//! Handler trait - エラーを照合して対処方針を決める Handler の定義
//!
//! # 学習ポイント
//! - ジェネリック trait (Handler<T, E>) を object-safe に保つ
//! - デフォルト実装付きの任意メソッド (report_retry_success)
//! - クロージャから具体的な Handler を組み立てる (FnHandler)

use std::fmt;

use crate::context::Context;
use crate::decision::{Decision, Verdict};

/// Handler は catch したエラーを照合し、Decision に action を設定する
///
/// # 使用例
/// ```ignore
/// struct TimeoutHandler;
///
/// impl Handler<Response, HttpError> for TimeoutHandler {
///     fn matches(&self, error: &HttpError) -> bool {
///         matches!(error, HttpError::Timeout)
///     }
///
///     fn handle(&self, decision: &mut Decision<Response, HttpError>) {
///         if decision.attempt() < 3 {
///             decision.retry();
///         } else {
///             decision.raise();
///         }
///     }
/// }
/// ```
///
/// # 契約
/// - `matches` は副作用のない述語
/// - `handle` は `matches` が true を返したエラーに対してのみ呼ばれる
/// - action を設定しないまま返すと、単独の handler なら
///   `ExecuteError::InvalidHandlerResponse` になる
pub trait Handler<T, E> {
    /// 同一 priority 内の順序を決める安定した名前
    fn name(&self) -> &str {
        std::any::type_name::<Self>()
    }

    fn matches(&self, error: &E) -> bool;

    fn handle(&self, decision: &mut Decision<T, E>);

    /// retry 後の試行が成功したときに、retry を決めた Decision とともに呼ばれる
    fn report_retry_success(&self, _decision: &Decision<T, E>) {}
}

type Matcher<E> = Box<dyn Fn(&E) -> bool>;
type Decider<T, E> = Box<dyn Fn(&E, &mut Context) -> Option<Verdict<T, E>>>;
type RetryObserver<T, E> = Box<dyn Fn(&Decision<T, E>)>;

/// FnHandler はクロージャから組み立てる Handler
///
/// decider は `(error, context)` の純粋関数として Verdict を返す。
/// `None` を返すと action は未設定のまま（Registry では次の handler に回る）。
///
/// ```ignore
/// let retry_once = FnHandler::new(
///     "retry_once",
///     |e: &DbError| e.is_transient(),
///     |_e, ctx| match ctx.increment("retries") {
///         1 => Some(Verdict::Retry),
///         _ => Some(Verdict::Raise(None)),
///     },
/// );
/// ```
pub struct FnHandler<T, E> {
    name: String,
    matcher: Matcher<E>,
    decider: Decider<T, E>,
    on_retry_success: Option<RetryObserver<T, E>>,
}

impl<T, E> FnHandler<T, E> {
    pub fn new<M, D>(name: impl Into<String>, matcher: M, decider: D) -> Self
    where
        M: Fn(&E) -> bool + 'static,
        D: Fn(&E, &mut Context) -> Option<Verdict<T, E>> + 'static,
    {
        Self {
            name: name.into(),
            matcher: Box::new(matcher),
            decider: Box::new(decider),
            on_retry_success: None,
        }
    }

    /// retry 成功時の通知を設定
    pub fn on_retry_success<F>(mut self, observer: F) -> Self
    where
        F: Fn(&Decision<T, E>) + 'static,
    {
        self.on_retry_success = Some(Box::new(observer));
        self
    }
}

impl<T, E> Handler<T, E> for FnHandler<T, E> {
    fn name(&self) -> &str {
        &self.name
    }

    fn matches(&self, error: &E) -> bool {
        (self.matcher)(error)
    }

    fn handle(&self, decision: &mut Decision<T, E>) {
        let (error, context) = decision.error_and_context_mut();
        if let Some(verdict) = (self.decider)(error, context) {
            decision.apply(verdict);
            decision.mark_decided_by(&self.name);
        }
    }

    fn report_retry_success(&self, decision: &Decision<T, E>) {
        if let Some(observer) = &self.on_retry_success {
            observer(decision);
        }
    }
}

impl<T, E> fmt::Debug for FnHandler<T, E> {
    fn fmt(&self, f: &mut fmt::Formatter<'_>) -> fmt::Result {
        f.debug_struct("FnHandler")
            .field("name", &self.name)
            .field("on_retry_success", &self.on_retry_success.is_some())
            .finish_non_exhaustive()
    }
}

#[cfg(test)]
mod tests {
    use super::*;
    use crate::decision::Action;
    use std::cell::Cell;
    use std::rc::Rc;

    #[derive(Debug, PartialEq)]
    enum TestError {
        Transient,
        Fatal,
    }

    struct Unnamed;

    impl Handler<(), TestError> for Unnamed {
        fn matches(&self, _error: &TestError) -> bool {
            true
        }

        fn handle(&self, decision: &mut Decision<(), TestError>) {
            decision.raise();
        }
    }

    #[test]
    fn default_name_is_the_type_name() {
        assert!(Unnamed.name().ends_with("Unnamed"));
    }

    #[test]
    fn fn_handler_delegates_matching() {
        let h: FnHandler<(), TestError> = FnHandler::new(
            "transient",
            |e: &TestError| *e == TestError::Transient,
            |_, _| None,
        );

        assert_eq!(h.name(), "transient");
        assert!(h.matches(&TestError::Transient));
        assert!(!h.matches(&TestError::Fatal));
    }

    #[test]
    fn fn_handler_applies_verdict_and_records_itself() {
        let h = FnHandler::new(
            "fallback",
            |_: &TestError| true,
            |_, _| Some(Verdict::Continue(5)),
        );
        let mut d = Decision::new(TestError::Fatal, Context::new(), 1);

        h.handle(&mut d);

        assert_eq!(d.action(), Some(Action::Continue));
        assert_eq!(d.continue_value(), Some(&5));
        assert_eq!(d.decided_by(), Some("fallback"));
    }

    #[test]
    fn fn_handler_can_leave_decision_unset() {
        let h: FnHandler<i32, TestError> =
            FnHandler::new("pass", |_: &TestError| true, |_, _| None);
        let mut d = Decision::new(TestError::Fatal, Context::new(), 1);

        h.handle(&mut d);

        assert!(!d.is_decided());
        assert_eq!(d.decided_by(), None);
    }

    #[test]
    fn fn_handler_decider_can_keep_counters_in_context() {
        let h: FnHandler<i32, TestError> = FnHandler::new(
            "retry_once",
            |_: &TestError| true,
            |_, ctx| match ctx.increment("retries") {
                1 => Some(Verdict::Retry),
                _ => Some(Verdict::Raise(None)),
            },
        );

        let mut first = Decision::new(TestError::Transient, Context::new(), 1);
        h.handle(&mut first);
        assert_eq!(first.action(), Some(Action::Retry));

        let (_, ctx, _) = first.into_parts();
        let mut second = Decision::new(TestError::Transient, ctx, 2);
        h.handle(&mut second);
        assert_eq!(second.action(), Some(Action::Raise));
    }

    #[test]
    fn fn_handler_forwards_retry_success() {
        let seen = Rc::new(Cell::new(0));
        let observed = Rc::clone(&seen);
        let h: FnHandler<i32, TestError> =
            FnHandler::new("r", |_: &TestError| true, |_, _| Some(Verdict::Retry))
                .on_retry_success(move |d| observed.set(d.attempt()));

        let d = Decision::new(TestError::Transient, Context::new(), 3);
        h.report_retry_success(&d);

        assert_eq!(seen.get(), 3);
    }
}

------------

### Task goal
The total alone is wanted: how many lines in the listing above contain "crate".

### Task result
3